Chapter 7 - Text Nodes

7.1 Text object overview

Text in an HTML document is represented by instances of the Text() constructor function, which produces text nodes. When an HTML document is parsed the text mixed in among the elements of an HTML page are converted to text nodes.

live code: http://jsfiddle.net/domenlightenment/kuz5Z

<!DOCTYPE html>
<html lang="en">
<body>

<p>hi</p>

<script>

//select "hi" text node
var textHi = document.querySelector("p").firstChild

console.log(textHi.constructor); //logs Text()

//logs Text {textContent="hi", length=2, wholeText="hi", ...}
console.log(textHi);

</script>
</body>
</html>

The code above concludes that the Text() constructor function constructs the text node but keep in mind thatText inherits from CharacterData, Node, and Object.

7.2 Text object & properties

To get accurate information pertaining to the available properties and methods on an Text node its best to ignore the specification and to ask the browser what is available. Examine the arrays created in the code below detailing the properties and methods available from a text node.

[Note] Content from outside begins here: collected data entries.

//! TLS certificate expiry via the openssl CLI

use chrono::{DateTime, NaiveDateTime, Utc};
use dailyhud_core::command::{run_command_with_input, CommandError};
use dailyhud_core::{CheckResult, Probe, ProbeContext, Result, Thresholds};
use reqwest::Url;
use std::time::Duration;
use tracing::debug;

const CONNECT_TIMEOUT: Duration = Duration::from_secs(10);

pub struct CertificatesProbe;

impl Probe for CertificatesProbe {
    fn id(&self) -> &str {
        "certs"
    }

    fn run(&self, ctx: &ProbeContext) -> Result<Vec<CheckResult>> {
        let targets = &ctx.config.certificates;
        if targets.is_empty() {
            return Ok(Vec::new());
        }

        let lookups = targets
            .iter()
            .map(|target| match parse_target(target) {
                Some((host, port)) => (display_name(&host, port), fetch_expiry(&host, port)),
                None => (target.clone(), Err("Invalid target".to_string())),
            })
            .collect::<Vec<_>>();

        Ok(vec![grade(lookups, ctx.thresholds(), Utc::now())])
    }
}

/// Accepts `host`, `host:port`, `https://host[:port]/...` (and `http://`, read as https)
fn parse_target(target: &str) -> Option<(String, u16)> {
    let target = target.trim();
    if target.starts_with("http://") || target.starts_with("https://") {
        let https = target.replacen("http://", "https://", 1);
        let url = Url::parse(&https).ok()?;
        let host = url.host_str().filter(|h| !h.is_empty())?.to_string();
        return Some((host, url.port().unwrap_or(443)));
    }

    let (host, port) = match target.rsplit_once(':') {
        Some((host, port)) => (host, port.parse().unwrap_or(443)),
        None => (target, 443),
    };
    if host.is_empty() {
        None
    } else {
        Some((host.to_string(), port))
    }
}

fn display_name(host: &str, port: u16) -> String {
    if port == 443 {
        host.to_string()
    } else {
        format!("{}:{}", host, port)
    }
}

fn describe_connect_error(err: CommandError) -> String {
    match err {
        CommandError::TimedOut => "Connection timed out".to_string(),
        CommandError::NotFound(cmd) => format!("{} not installed", cmd),
        CommandError::Failed { stderr } => {
            let lower = stderr.to_lowercase();
            if lower.contains("name or service not known")
                || lower.contains("nodename nor servname")
                || lower.contains("getaddrinfo")
            {
                "DNS resolution failed".to_string()
            } else if lower.contains("connection refused") {
                "Connection refused".to_string()
            } else {
                let first = stderr.lines().next().unwrap_or("unknown");
                format!("Error: {}", first.chars().take(50).collect::<String>())
            }
        }
        CommandError::Io(msg) => format!("Error: {}", msg.chars().take(50).collect::<String>()),
    }
}

fn fetch_expiry(host: &str, port: u16) -> std::result::Result<DateTime<Utc>, String> {
    let connect = format!("{}:{}", host, port);
    debug!("Fetching certificate from {}", connect);

    let pem = run_command_with_input(
        "openssl",
        &["s_client", "-connect", &connect, "-servername", host],
        Some(b"".as_slice()),
        CONNECT_TIMEOUT,
    )
    .map_err(describe_connect_error)?;

    if !pem.contains("BEGIN CERTIFICATE") {
        return Err("No certificate returned".to_string());
    }

    let enddate = run_command_with_input(
        "openssl",
        &["x509", "-noout", "-enddate"],
        Some(pem.as_bytes()),
        CONNECT_TIMEOUT,
    )
    .map_err(|e| format!("Error: {}", e))?;

    parse_enddate(&enddate).ok_or_else(|| "No expiry date in certificate".to_string())
}

/// Parse `notAfter=Dec 31 23:59:59 2025 GMT`
fn parse_enddate(output: &str) -> Option<DateTime<Utc>> {
    let raw = output.trim().strip_prefix("notAfter=")?;
    let normalized = raw.split_whitespace().collect::<Vec<_>>().join(" ");
    let without_zone = normalized.strip_suffix(" GMT").unwrap_or(&normalized);
    NaiveDateTime::parse_from_str(without_zone, "%b %d %H:%M:%S %Y")
        .ok()
        .map(|dt| dt.and_utc())
}

/// Whole days until `expiry`, rounded toward negative infinity
pub(crate) fn days_until(expiry: DateTime<Utc>, now: DateTime<Utc>) -> i64 {
    (expiry - now).num_seconds().div_euclid(86_400)
}

fn grade(
    lookups: Vec<(String, std::result::Result<DateTime<Utc>, String>)>,
    thresholds: &Thresholds,
    now: DateTime<Utc>,
) -> CheckResult {
    let total = lookups.len();
    let mut ok = 0;
    let mut errors = Vec::new();
    let mut warnings = Vec::new();

    for (name, lookup) in lookups {
        let expiry = match lookup {
            Ok(expiry) => expiry,
            Err(msg) => {
                errors.push(format!("{}: {}", name, msg));
                continue;
            }
        };

        let days = days_until(expiry, now);
        if days < 0 {
            errors.push(format!("{}: EXPIRED {} days ago", name, days.abs()));
        } else if days <= thresholds.cert_critical_days {
            errors.push(format!("{}: expires in {} days", name, days));
        } else if days <= thresholds.cert_warning_days {
            warnings.push(format!("{}: expires in {} days", name, days));
        } else {
            ok += 1;
        }
    }

    if !errors.is_empty() {
        CheckResult::error("certs", format!("Certificates: {} critical", errors.len()))
            .with_details(errors)
    } else if !warnings.is_empty() {
        CheckResult::warning(
            "certs",
            format!(
                "Certificates: {}/{} OK, {} expiring soon",
                ok,
                total,
                warnings.len()
            ),
        )
        .with_details(warnings)
    } else {
        CheckResult::ok(
            "certs",
            format!(
                "Certificates: {}/{} valid (>{} days)",
                ok, total, thresholds.cert_warning_days
            ),
        )
    }
}

#[cfg(test)]
mod tests {
    use super::*;
    use chrono::TimeZone;
    use dailyhud_core::Status;

    fn now() -> DateTime<Utc> {
        Utc.with_ymd_and_hms(2026, 3, 10, 12, 0, 0).unwrap()
    }

    #[test]
    fn test_parse_target() {
        assert_eq!(parse_target("example.com"), Some(("example.com".into(), 443)));
        assert_eq!(parse_target("example.com:8443"), Some(("example.com".into(), 8443)));
        assert_eq!(parse_target("example.com:abc"), Some(("example.com".into(), 443)));
        assert_eq!(
            parse_target("https://git.example.com:3000/login"),
            Some(("git.example.com".into(), 3000))
        );
        assert_eq!(parse_target("http://example.com"), Some(("example.com".into(), 443)));
        assert_eq!(parse_target(":443"), None);
    }

    #[test]
    fn test_parse_enddate() {
        let expected = Utc.with_ymd_and_hms(2026, 1, 5, 23, 59, 59).unwrap();
        assert_eq!(parse_enddate("notAfter=Jan  5 23:59:59 2026 GMT\n"), Some(expected));
        assert_eq!(parse_enddate("subject=CN=x"), None);
    }

    #[test]
    fn test_days_until_floors() {
        let half_day_ago = now() - chrono::Duration::hours(12);
        assert_eq!(days_until(half_day_ago, now()), -1);
        assert_eq!(days_until(now() + chrono::Duration::hours(36), now()), 1);
    }

    #[test]
    fn test_grade() {
        let t = Thresholds::default();
        let lookups = vec![
            ("a.example".to_string(), Ok(now() + chrono::Duration::days(60))),
            ("b.example".to_string(), Ok(now() + chrono::Duration::days(10))),
        ];
        let result = grade(lookups, &t, now());
        assert_eq!(result.status, Status::Warning);
        assert_eq!(result.message, "Certificates: 1/2 OK, 1 expiring soon");
        assert_eq!(result.details, vec!["b.example: expires in 10 days"]);

        let lookups = vec![
            ("a.example".to_string(), Ok(now() - chrono::Duration::days(3))),
            ("b.example:8443".to_string(), Err("Connection refused".to_string())),
            ("c.example".to_string(), Ok(now() + chrono::Duration::days(5))),
        ];
        let result = grade(lookups, &t, now());
        assert_eq!(result.status, Status::Error);
        assert_eq!(result.message, "Certificates: 3 critical");
        assert_eq!(
            result.details,
            vec![
                "a.example: EXPIRED 3 days ago",
                "b.example:8443: Connection refused",
                "c.example: expires in 5 days"
            ]
        );

        let result = grade(
            vec![("a".to_string(), Ok(now() + chrono::Duration::days(90)))],
            &t,
            now(),
        );
        assert_eq!(result.message, "Certificates: 1/1 valid (>14 days)");
    }

    #[test]
    fn test_dns_error_description() {
        let err = CommandError::Failed {
            stderr: "BIO_lookup_ex:system lib:crypto/bio/bio_addr.c: Name or service not known"
                .to_string(),
        };
        assert_eq!(describe_connect_error(err), "DNS resolution failed");
    }
}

live code: http://jsfiddle.net/domenlightenment/Wj3uS

<!DOCTYPE html>
<html lang="en">
<body>

<p>hi</p>

<script>
var text = document.querySelector("p").firstChild;

//text own properties
console.log(Object.keys(text).sort());

//text own properties & inherited properties
var textPropertiesIncludeInherited = [];
for(var p in text){
	textPropertiesIncludeInherited.push(p);
}
console.log(textPropertiesIncludeInherited.sort());

//text inherited properties only
var textPropertiesOnlyInherited = [];
for(var p in text){
	if(!text.hasOwnProperty(p)){
		textPropertiesOnlyInherited.push(p);
	}
}
console.log(textPropertiesOnlyInherited.sort());

</script>
</body>
</html>

The available properties are many even if the inherited properties were not considered. Below I"ve hand pick a list of note worthy properties and methods for the context of this chapter. 

  • textContent
  • splitText()
  • appendData()
  • deleteData()
  • insertData()
  • replaceData()
  • subStringData()
  • normalize()
  • data
  • document.createTextNode() (not a property or inherited property of text nodes but discussed in this chapter)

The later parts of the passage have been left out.